Aside from these general tendencies in Williams' Reporter series, there are a few very interesting artistic tools which he employs. He builds directional arrows right into the panels so that they distort the borders. Flashback scenes, which are particularly abundant in the short story collection are rendered with either charcoal or very soft graphite while the present time story is rendered in sharp inked lines.
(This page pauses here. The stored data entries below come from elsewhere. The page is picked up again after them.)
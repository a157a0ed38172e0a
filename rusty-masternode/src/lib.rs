//! Masternode registry, admission, proof-of-service verification and payment scheduling.

pub mod adapters;
pub mod admission;
pub mod clock;
pub mod config;
pub mod error;
pub mod governance;
pub mod interfaces;
pub mod lifecycle;
pub mod manager;
pub mod payments;
pub mod persistence;
pub mod registry;
pub mod sync;
pub mod throttle;
pub mod verification;

pub use adapters::{InMemoryChain, Outbound, QueuedTransport};
pub use admission::AdmissionOutcome;
pub use clock::{Clock, ManualClock, SystemClock};
pub use config::MasternodeConfig;
pub use error::MasternodeError;
pub use governance::GovernanceDirtyQueue;
pub use interfaces::{ChainView, PeerInfo, PeerTransport};
pub use lifecycle::PassReport;
pub use manager::{LocalMasternode, MasternodeManager};
pub use payments::{PaymentScheduler, ScoredMasternode};
pub use persistence::{load_cache, save_cache, RegistryCache, CACHE_FILE_NAME};
pub use registry::{MasternodeRegistry, RegistrySnapshot};
pub use sync::{SyncDriver, SyncSource};
pub use throttle::RequestThrottle;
In terms of narrative features, Williams based the story in number two on David Lean's A Brief Encounter and got the death threat scene in number one from Jack Nicholson's script for the film Flight to Fury.

Certainly, Williams earned the Xeric Grant that helped make Reporter #3, including its beautiful cover, possible. His artistic and narrative styles are extremely complimentary and he has a good feel for dialogue. Though Reporter is rife with seemingly fantastic characters and situations, overall it has a very real feel to it. There is, however, a plot lurking in the background - involving a stolen antique - that threatens to unify the related situations into one grand, conspiracy-theory-informed plot. I worry that the development of this plot will push Reporter away from its realistic strangeness into epic blockbuster, though all I can do at this point is wonder and eagerly await Reporter #4.